Frederiksen's order to kill all the 17 million mink was "objectively grossly misleading," but the premier didn't knowingly break the law, according to the findings published on Thursday by a cross-party investigation.

Danes will head to the polls for the next general election no later than June 4 next year.

The parliament will now have to decide whether to pursue legal charges against the prime minister, while several officials at the very top of her administration could face disciplinary hearings.

"The prime minister's office has acted very reprehensibly in the process, which led to the gross misleading of mink farmers and the public," the report said. The probe did not investigate whether she acted in gross negligence.

Frederiksen announced in November 2020 that all farmed mink in Denmark, the largest such industry globally at the time, had to be slaughtered immediately over concerns that Covid-19 was mutating among the animals and transmitting to humans.

The agriculture minister resigned weeks later and Frederiksen has admitted that the order breached constitutional rights.

Danish Prime Minister Mette Frederiksen holds a joint news conference with U.N. Secretary General Antonio Guterres in Copenhagen

The scandal somewhat dented her image after she won praise for the initial handling of the pandemic in the spring of 2020.

The premier stands by the decision and has repeatedly underlined that she wasn't aware that the decision was illegal at the time.

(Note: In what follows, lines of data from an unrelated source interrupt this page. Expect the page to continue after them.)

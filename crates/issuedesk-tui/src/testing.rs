//! In-memory `IssueApi` for tests

use async_trait::async_trait;
use issuedesk_client::{ClientError, IssueApi, StatusCode};
use issuedesk_core::{Issue, IssueUpdate, NewIssue, Priority, Status};
use std::sync::Mutex;

#[derive(Default)]
pub struct FakeApi {
    issues: Mutex<Vec<Issue>>,
    /// `list_issues` never completes, like a server that accepts and hangs
    pub stall_list: bool,
}

impl FakeApi {
    pub fn with_issues(issues: Vec<Issue>) -> Self {
        Self {
            issues: Mutex::new(issues),
            stall_list: false,
        }
    }

    pub fn stalled() -> Self {
        Self {
            stall_list: true,
            ..Self::default()
        }
    }
}

pub fn issue(id: &str, status: Status, priority: Priority) -> Issue {
    Issue {
        id: id.into(),
        title: format!("Title {id}"),
        description: format!("Description {id}"),
        priority,
        status,
    }
}

fn not_found() -> ClientError {
    ClientError::Server {
        status: StatusCode::NOT_FOUND,
        message: "not found".into(),
    }
}

#[async_trait]
impl IssueApi for FakeApi {
    async fn list_issues(&self) -> issuedesk_client::Result<Vec<Issue>> {
        if self.stall_list {
            std::future::pending::<()>().await;
        }
        Ok(self.issues.lock().unwrap().clone())
    }

    async fn create_issue(&self, payload: &NewIssue) -> issuedesk_client::Result<Issue> {
        let mut issues = self.issues.lock().unwrap();
        let issue = Issue {
            id: format!("id-{}", issues.len() + 1),
            title: payload.title.clone(),
            description: payload.description.clone(),
            priority: payload.priority,
            status: Status::Open,
        };
        issues.push(issue.clone());
        Ok(issue)
    }

    async fn update_issue(
        &self,
        id: &str,
        payload: &IssueUpdate,
    ) -> issuedesk_client::Result<Issue> {
        let mut issues = self.issues.lock().unwrap();
        let issue = issues.iter_mut().find(|i| i.id == id).ok_or_else(not_found)?;
        issue.title = payload.title.clone();
        issue.description = payload.description.clone();
        issue.priority = payload.priority;
        issue.status = payload.status;
        Ok(issue.clone())
    }

    async fn delete_issue(&self, id: &str) -> issuedesk_client::Result<()> {
        let mut issues = self.issues.lock().unwrap();
        let before = issues.len();
        issues.retain(|i| i.id != id);
        if issues.len() == before {
            return Err(not_found());
        }
        Ok(())
    }
}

Still, she acknowledged that mistakes were made.

Public trust in the one-party cabinet was further eroded after revelations during the parliamentary probe that Frederiksen and several key employees in her department had been automatically deleting all text messages from their devices.

The investigation found that there are grounds for disciplinary actions against several senior officials, including the head of the police and one of Frederiksen's most important employees, the permanent secretary of the prime minister's office.